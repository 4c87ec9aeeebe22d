//! Registry of live client connections.
//!
//! A connection passes through three states:
//!
//! - **Connecting**: an id has been reserved but the handshake is not yet
//!   written. Counted against capacity, invisible to broadcasts.
//! - **Active**: registered here with an outbound queue; its player exists in
//!   the world.
//! - **Closed**: removed from the registry. Its id is never handed out again.
//!
//! Ids come from a monotonic counter, so removing one connection never changes
//! another connection's identity.

use crate::error::ConnectionError;
use log::{debug, info};
use shared::PlayerId;
use std::collections::HashMap;
use std::net::SocketAddr;
use std::sync::Arc;
use std::time::Instant;
use tokio::sync::mpsc::{self, error::TrySendError};

/// An active client and the queue its writer task drains.
#[derive(Debug)]
pub struct Client {
    /// Id of this client's player.
    pub id: PlayerId,
    /// Peer address, for logging
    pub addr: SocketAddr,
    pub connected_at: Instant,
    /// Snapshot lines waiting to be written to the socket
    pub outbound: mpsc::Sender<Arc<str>>,
    /// Snapshots skipped because the queue was full
    pub dropped_snapshots: u64,
}

impl Client {
    pub fn new(id: PlayerId, addr: SocketAddr, outbound: mpsc::Sender<Arc<str>>) -> Self {
        Self {
            id,
            addr,
            connected_at: Instant::now(),
            outbound,
            dropped_snapshots: 0,
        }
    }
}

/// Result of offering one snapshot line to every active client.
#[derive(Debug, Default, Clone, Copy, PartialEq, Eq)]
pub struct BroadcastReport {
    pub queued: usize,
    pub dropped: usize,
    pub closed: usize,
}

pub struct ClientManager {
    /// Active clients indexed by player id
    clients: HashMap<PlayerId, Client>,
    /// Reserved ids whose handshake is still in flight
    pending: usize,
    next_client_id: PlayerId,
    max_clients: Option<usize>,
}

impl ClientManager {
    pub fn new(max_clients: Option<usize>) -> Self {
        Self {
            clients: HashMap::new(),
            pending: 0,
            next_client_id: 1,
            max_clients,
        }
    }

    /// Reserves an id for a new connection entering the Connecting state.
    pub fn reserve(&mut self) -> Result<PlayerId, ConnectionError> {
        if let Some(max) = self.max_clients {
            if self.clients.len() + self.pending >= max {
                return Err(ConnectionError::CapacityExhausted(max));
            }
        }

        let id = self.next_client_id;
        self.next_client_id += 1;
        self.pending += 1;
        Ok(id)
    }

    /// Gives back a reservation whose handshake failed.
    pub fn release(&mut self, id: PlayerId) {
        self.pending = self.pending.saturating_sub(1);
        debug!("Released reservation for client {}", id);
    }

    /// Moves a reserved connection to Active.
    pub fn register(&mut self, id: PlayerId, addr: SocketAddr, outbound: mpsc::Sender<Arc<str>>) {
        self.pending = self.pending.saturating_sub(1);
        info!("Client {} connected from {}", id, addr);
        self.clients.insert(id, Client::new(id, addr, outbound));
    }

    /// Removes a client. Dropping its queue lets the writer task finish.
    pub fn remove_client(&mut self, id: &PlayerId) -> Option<Client> {
        let client = self.clients.remove(id)?;
        info!(
            "Client {} disconnected after {:.1}s",
            client.id,
            client.connected_at.elapsed().as_secs_f32()
        );
        Some(client)
    }

    /// Offers a line to every active client without waiting on any socket.
    pub fn broadcast(&mut self, line: &Arc<str>) -> BroadcastReport {
        let mut report = BroadcastReport::default();

        for client in self.clients.values_mut() {
            match client.outbound.try_send(Arc::clone(line)) {
                Ok(()) => report.queued += 1,
                Err(TrySendError::Full(_)) => {
                    client.dropped_snapshots += 1;
                    report.dropped += 1;
                    debug!(
                        "Client {} is not keeping up, dropped snapshot ({} total)",
                        client.id, client.dropped_snapshots
                    );
                }
                // The connection task deregisters on its own.
                Err(TrySendError::Closed(_)) => report.closed += 1,
            }
        }

        report
    }

    pub fn get(&self, id: &PlayerId) -> Option<&Client> {
        self.clients.get(id)
    }

    pub fn contains(&self, id: &PlayerId) -> bool {
        self.clients.contains_key(id)
    }

    pub fn find_client_by_addr(&self, addr: SocketAddr) -> Option<PlayerId> {
        self.clients
            .values()
            .find(|client| client.addr == addr)
            .map(|client| client.id)
    }

    pub fn ids(&self) -> Vec<PlayerId> {
        let mut ids: Vec<PlayerId> = self.clients.keys().copied().collect();
        ids.sort_unstable();
        ids
    }

    pub fn pending(&self) -> usize {
        self.pending
    }

    /// Returns the number of active clients
    pub fn len(&self) -> usize {
        self.clients.len()
    }

    pub fn is_empty(&self) -> bool {
        self.clients.is_empty()
    }
}

#[cfg(test)]
mod tests {
    use super::*;

    fn test_addr() -> SocketAddr {
        "127.0.0.1:8080".parse().unwrap()
    }

    fn test_addr2() -> SocketAddr {
        "127.0.0.1:8081".parse().unwrap()
    }

    fn queue(depth: usize) -> (mpsc::Sender<Arc<str>>, mpsc::Receiver<Arc<str>>) {
        mpsc::channel(depth)
    }

    #[test]
    fn test_client_manager_creation() {
        let manager = ClientManager::new(Some(5));
        assert_eq!(manager.max_clients, Some(5));
        assert!(manager.is_empty());
        assert_eq!(manager.len(), 0);
        assert_eq!(manager.pending(), 0);
    }

    #[test]
    fn test_reserve_then_register() {
        let mut manager = ClientManager::new(None);
        let (tx, _rx) = queue(1);

        let id = manager.reserve().unwrap();
        assert_eq!(id, 1);
        assert_eq!(manager.pending(), 1);
        assert!(manager.is_empty());

        manager.register(id, test_addr(), tx);
        assert_eq!(manager.pending(), 0);
        assert_eq!(manager.len(), 1);
        assert_eq!(manager.get(&id).unwrap().addr, test_addr());
    }

    #[test]
    fn test_ids_are_never_reused() {
        let mut manager = ClientManager::new(None);
        let (tx, _rx) = queue(1);

        let first = manager.reserve().unwrap();
        manager.register(first, test_addr(), tx.clone());
        let second = manager.reserve().unwrap();
        manager.register(second, test_addr2(), tx.clone());

        manager.remove_client(&first);
        let third = manager.reserve().unwrap();

        assert_eq!((first, second, third), (1, 2, 3));
        assert!(manager.contains(&second));
        assert_eq!(manager.get(&second).unwrap().addr, test_addr2());
    }

    #[test]
    fn test_capacity_counts_pending_connections() {
        let mut manager = ClientManager::new(Some(2));
        let (tx, _rx) = queue(1);

        let id = manager.reserve().unwrap();
        manager.register(id, test_addr(), tx);
        let _pending = manager.reserve().unwrap();

        let err = manager.reserve().unwrap_err();
        assert!(matches!(err, ConnectionError::CapacityExhausted(2)));
    }

    #[test]
    fn test_release_frees_capacity() {
        let mut manager = ClientManager::new(Some(1));

        let id = manager.reserve().unwrap();
        assert!(manager.reserve().is_err());

        manager.release(id);
        assert_eq!(manager.pending(), 0);
        assert_eq!(manager.reserve().unwrap(), 2);
    }

    #[test]
    fn test_remove_nonexistent_client() {
        let mut manager = ClientManager::new(None);
        assert!(manager.remove_client(&999).is_none());
    }

    #[test]
    fn test_find_client_by_addr() {
        let mut manager = ClientManager::new(None);
        let (tx, _rx) = queue(1);

        let id1 = manager.reserve().unwrap();
        manager.register(id1, test_addr(), tx.clone());
        let id2 = manager.reserve().unwrap();
        manager.register(id2, test_addr2(), tx);

        assert_eq!(manager.find_client_by_addr(test_addr()), Some(id1));
        assert_eq!(manager.ids(), vec![id1, id2]);

        let unknown: SocketAddr = "192.168.1.1:9999".parse().unwrap();
        assert_eq!(manager.find_client_by_addr(unknown), None);
    }

    #[test]
    fn test_broadcast_reports_full_and_closed_queues() {
        let mut manager = ClientManager::new(None);
        let (fast_tx, mut fast_rx) = queue(4);
        let (slow_tx, _slow_rx) = queue(1);
        let (gone_tx, gone_rx) = queue(1);
        drop(gone_rx);

        for (tx, port) in [(fast_tx, 1), (slow_tx, 2), (gone_tx, 3)] {
            let id = manager.reserve().unwrap();
            let addr = SocketAddr::from(([127, 0, 0, 1], port));
            manager.register(id, addr, tx);
        }

        let line: Arc<str> = Arc::from("1,0,0\n");
        let first = manager.broadcast(&line);
        assert_eq!(
            first,
            BroadcastReport {
                queued: 2,
                dropped: 0,
                closed: 1
            }
        );

        let second = manager.broadcast(&line);
        assert_eq!(second.queued, 1);
        assert_eq!(second.dropped, 1);
        assert_eq!(manager.get(&2).unwrap().dropped_snapshots, 1);

        assert_eq!(&*fast_rx.try_recv().unwrap(), "1,0,0\n");
        assert_eq!(&*fast_rx.try_recv().unwrap(), "1,0,0\n");
    }
}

### What is being asked:
Nothing but a number belongs in the answer: the number of lines above that contain "derive".

### Output of the exercise:
2